Data to use -
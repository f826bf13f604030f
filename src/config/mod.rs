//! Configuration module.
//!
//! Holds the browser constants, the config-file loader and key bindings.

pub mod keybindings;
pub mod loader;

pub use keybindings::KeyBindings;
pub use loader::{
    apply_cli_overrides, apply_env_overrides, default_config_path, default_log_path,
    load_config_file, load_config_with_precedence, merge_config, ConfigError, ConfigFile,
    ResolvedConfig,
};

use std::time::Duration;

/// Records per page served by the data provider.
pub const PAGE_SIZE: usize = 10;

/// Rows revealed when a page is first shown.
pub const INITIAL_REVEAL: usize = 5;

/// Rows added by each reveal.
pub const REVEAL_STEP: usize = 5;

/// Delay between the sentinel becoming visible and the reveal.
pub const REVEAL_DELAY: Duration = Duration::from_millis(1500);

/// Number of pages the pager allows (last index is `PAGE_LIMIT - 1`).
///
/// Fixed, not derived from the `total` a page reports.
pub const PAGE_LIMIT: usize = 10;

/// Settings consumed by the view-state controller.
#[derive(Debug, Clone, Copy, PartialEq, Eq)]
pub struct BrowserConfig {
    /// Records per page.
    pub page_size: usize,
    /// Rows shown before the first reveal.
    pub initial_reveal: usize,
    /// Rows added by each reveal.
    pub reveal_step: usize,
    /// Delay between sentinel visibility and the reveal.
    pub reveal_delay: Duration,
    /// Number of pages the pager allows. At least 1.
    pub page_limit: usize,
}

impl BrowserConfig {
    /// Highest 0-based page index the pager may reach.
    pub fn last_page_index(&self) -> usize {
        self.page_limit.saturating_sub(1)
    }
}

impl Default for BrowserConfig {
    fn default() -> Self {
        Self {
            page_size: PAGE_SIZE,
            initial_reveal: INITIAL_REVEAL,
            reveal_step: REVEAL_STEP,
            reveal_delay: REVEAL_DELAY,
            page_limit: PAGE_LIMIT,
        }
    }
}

Your goal - Give the listing again in its entirety, exactly as written.

Result -
repository f826bf13f604030f
filename src/config/mod.rs
//! Configuration module.
//!
//! Holds the browser constants, the config-file loader and key bindings.

pub mod keybindings;
pub mod loader;

pub use keybindings::KeyBindings;
pub use loader::{
    apply_cli_overrides, apply_env_overrides, default_config_path, default_log_path,
    load_config_file, load_config_with_precedence, merge_config, ConfigError, ConfigFile,
    ResolvedConfig,
};

use std::time::Duration;

/// Records per page served by the data provider.
pub const PAGE_SIZE: usize = 10;

/// Rows revealed when a page is first shown.
pub const INITIAL_REVEAL: usize = 5;

/// Rows added by each reveal.
pub const REVEAL_STEP: usize = 5;

/// Delay between the sentinel becoming visible and the reveal.
pub const REVEAL_DELAY: Duration = Duration::from_millis(1500);

/// Number of pages the pager allows (last index is `PAGE_LIMIT - 1`).
///
/// Fixed, not derived from the `total` a page reports.
pub const PAGE_LIMIT: usize = 10;

/// Settings consumed by the view-state controller.
#[derive(Debug, Clone, Copy, PartialEq, Eq)]
pub struct BrowserConfig {
    /// Records per page.
    pub page_size: usize,
    /// Rows shown before the first reveal.
    pub initial_reveal: usize,
    /// Rows added by each reveal.
    pub reveal_step: usize,
    /// Delay between sentinel visibility and the reveal.
    pub reveal_delay: Duration,
    /// Number of pages the pager allows. At least 1.
    pub page_limit: usize,
}

impl BrowserConfig {
    /// Highest 0-based page index the pager may reach.
    pub fn last_page_index(&self) -> usize {
        self.page_limit.saturating_sub(1)
    }
}

impl Default for BrowserConfig {
    fn default() -> Self {
        Self {
            page_size: PAGE_SIZE,
            initial_reveal: INITIAL_REVEAL,
            reveal_step: REVEAL_STEP,
            reveal_delay: REVEAL_DELAY,
            page_limit: PAGE_LIMIT,
        }
    }
}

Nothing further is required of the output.